Puis il osa enfin regarder le visage de la jeune fille, l’air défiant.

« Je n’ai rien à vous dire.

– Vous avez tort.

– Vous pouvez me frapper pendant des heures, je ne parlerai pas.

– J’ai des méthodes beaucoup moins barbares : il me suffit de vous fixer du regard jusqu’à ce que vous capituliez. C’est Lynda qui m’a appris ça.

– D’accord ! D’accord ! Vous me faites subir une torture psychologique. Je vais parler.

– J’écoute.

– D’abord, pour la chèvre, je n’y suis pour rien. C’est Bifenbaf.

– Ce n’est pas moi, c’est lui. Comme à l’école maternelle. Continuez.

– C’est Bifenbaf qui a manigancé tout cela. D’ailleurs il vous expliquera tout en détail quand vous l’aurez bien assaisonné. Bifenbaf, c’est un ambitieux sans scrupule, un traître, un Ganelon. Il veut profiter de l’absence de la reine pour s’approcher du pouvoir, le lâche. Pour assurer la réussite de son plan diabolique, il s’est assuré l’aide du diable. Et la sorcière lui a demandé de la viande fraîche pour l’offrir à la “Toute-puissance”, comme elle dit.

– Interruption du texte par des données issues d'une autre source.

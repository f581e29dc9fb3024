//! Tracing pipeline for the binary crate (SPEC_FULL.md "Logging & tracing").
//!
//! Library crates only emit `tracing` spans/events; this is the one place
//! that initializes a global subscriber, matching the teacher's
//! single-init-point convention.

use std::path::PathBuf;

use tracing_subscriber::{fmt, EnvFilter};

pub struct LoggingOptions {
    pub json: bool,
    pub log_file: Option<PathBuf>,
}

/// Returned guard must be held for the process lifetime when `log_file` is
/// set — dropping it stops the rolling file writer.
pub fn init(options: &LoggingOptions) -> Option<tracing_appender::non_blocking::WorkerGuard> {
    let filter = EnvFilter::try_from_env("SCENARIO_RUNNER_LOG")
        .unwrap_or_else(|_| EnvFilter::new("info"));

    if let Some(path) = &options.log_file {
        let dir = path.parent().filter(|p| !p.as_os_str().is_empty());
        let file_name = path
            .file_name()
            .map(|f| f.to_string_lossy().into_owned())
            .unwrap_or_else(|| "scenario-runner.log".to_string());
        let appender = tracing_appender::rolling::never(
            dir.unwrap_or_else(|| std::path::Path::new(".")),
            file_name,
        );
        let (non_blocking, guard) = tracing_appender::non_blocking(appender);
        let subscriber = fmt().with_env_filter(filter).with_writer(non_blocking);
        if options.json {
            subscriber.json().init();
        } else {
            subscriber.init();
        }
        Some(guard)
    } else {
        let subscriber = fmt().with_env_filter(filter);
        if options.json {
            subscriber.json().init();
        } else {
            subscriber.init();
        }
        None
    }
}
//! Quote-pair extraction (spec.md §4.1, §6.1).
//!
//! Quoted substrings are pulled out of the line first and replaced with a
//! sentinel token before verb matching, so the verb/template regexes never
//! have to deal with arbitrary punctuation inside a quoted value. Embedded
//! quote characters are escaped by doubling, e.g. `"say ""hi"" now"`.

/// Sentinel markers use `\u{1}` (unprintable, never legitimately present in a
/// test script) so they cannot collide with user text.
const SENTINEL: char = '\u{1}';

pub struct Tokenized {
    /// The line with every quoted span replaced by `\u{1}<index>\u{1}`.
    pub residual: String,
    /// The dequoted content of each quoted span, indexed by position.
    pub quotes: Vec<String>,
}

/// Extract quoted substrings from `line`. Paired double-quotes are preferred;
/// if the line contains no paired double-quotes, paired single-quotes are
/// used as a fallback (spec.md §4.1).
pub fn tokenize(line: &str) -> Tokenized {
    let quote_char = if has_paired(line, '"') {
        '"'
    } else if has_paired(line, '\'') {
        '\''
    } else {
        return Tokenized {
            residual: line.to_string(),
            quotes: Vec::new(),
        };
    };

    let mut residual = String::with_capacity(line.len());
    let mut quotes = Vec::new();
    let chars: Vec<char> = line.chars().collect();
    let mut i = 0;
    while i < chars.len() {
        if chars[i] == quote_char {
            let mut content = String::new();
            i += 1;
            loop {
                if i >= chars.len() {
                    // Unterminated quote: treat the rest of the line as content.
                    break;
                }
                if chars[i] == quote_char {
                    if i + 1 < chars.len() && chars[i + 1] == quote_char {
                        content.push(quote_char);
                        i += 2;
                        continue;
                    }
                    i += 1;
                    break;
                }
                content.push(chars[i]);
                i += 1;
            }
            residual.push(SENTINEL);
            residual.push_str(&quotes.len().to_string());
            residual.push(SENTINEL);
            quotes.push(content);
        } else {
            residual.push(chars[i]);
            i += 1;
        }
    }

    Tokenized { residual, quotes }
}

fn has_paired(line: &str, quote: char) -> bool {
    line.chars().filter(|&c| c == quote).count() >= 2
}

/// Resolve a captured slot (possibly a sentinel referencing a quoted string,
/// possibly a literal unquoted word run) into its final string value.
pub fn resolve_slot(raw: &str, quotes: &[String]) -> String {
    let trimmed = raw.trim();
    let mut chars = trimmed.chars();
    if chars.next() == Some(SENTINEL) {
        let rest: String = chars.collect();
        if let Some(digits) = rest.strip_suffix(SENTINEL) {
            if let Ok(idx) = digits.parse::<usize>() {
                if let Some(value) = quotes.get(idx) {
                    return value.clone();
                }
            }
        }
    }
    trimmed.to_string()
}
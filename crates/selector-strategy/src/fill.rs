//! Fill / FillTextarea candidate ordering (spec.md §4.2.2).

use crate::candidate::{css_quote, xpath_literal, Candidate};

/// Candidates shared by `Fill{target}` and `FillTextarea{target}` — the
/// priority list does not distinguish between the two field kinds, each
/// tier simply emits both the `input` and `textarea` variant (§4.2.2).
pub fn generate(target: &str) -> Vec<Candidate> {
    let q = css_quote(target);
    let t_exact = xpath_literal(target);

    vec![
        // 1. Direct-attribute.
        Candidate::css(format!("input[placeholder='{q}']")),
        Candidate::css(format!("input[aria-label='{q}']")),
        Candidate::css(format!("textarea[placeholder='{q}']")),
        Candidate::css(format!("textarea[aria-label='{q}']")),
        // 2. Framework component + inner field.
        Candidate::css_chain([format!("lightning-input[data-label='{q}']"), "input".into()]),
        Candidate::css_chain([
            format!("lightning-textarea[data-label='{q}']"),
            "textarea".into(),
        ]),
        // 3. XPath label-anchored navigation (primary for long labels).
        Candidate::xpath(format!(
            "//*[normalize-space(text())={t_exact}]//following::input[1]"
        )),
        Candidate::xpath(format!(
            "//*[normalize-space(text())={t_exact}]//following::textarea[1]"
        )),
        Candidate::xpath(format!(
            "//*[contains(normalize-space(text()), {t_exact})]//following::input[1]"
        )),
        Candidate::xpath(format!(
            "//*[contains(normalize-space(text()), {t_exact})]//following::textarea[1]"
        )),
        // 4. Form-element grouping.
        Candidate::css_chain([format!("div.slds-form-element:has-text('{q}')"), "input".into()]),
        Candidate::css_chain([
            format!("div.slds-form-element:has-text('{q}')"),
            "textarea".into(),
        ]),
        // 5. Last resort.
        Candidate::css("textarea.slds-textarea"),
    ]
}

– Passons à ma seconde question.

– Oh ! Altesse ! Si nos éclats de voix vous ont offensée, je vous en demande pardon. Je dois partir, à présent.

– Vous allez rester ici, et vous allez parler. Je veux savoir la cause de votre altercation.

– Oserai-je vous l’avouer ? dit le marquis sur le ton d’un écolier pris en faute.

– C’est dans votre intérêt.

– Je n’ose. »

La voix et le regard de la princesse avaient retrouvé leur autorité :

« Regardez-moi en face.

– C’est bon, c’est bon. Cessez le feu, je me rends.

– Alors ?

– C’est Bifenbaf qui a commencé.

– Mais voyons !

– Bifenbaf, ce maraud, ce pendard, ce gredin, ce sacripant, cette fripouille, ce scélérat…

– Passons sur ses titres de noblesse et entrons dans le vif du sujet.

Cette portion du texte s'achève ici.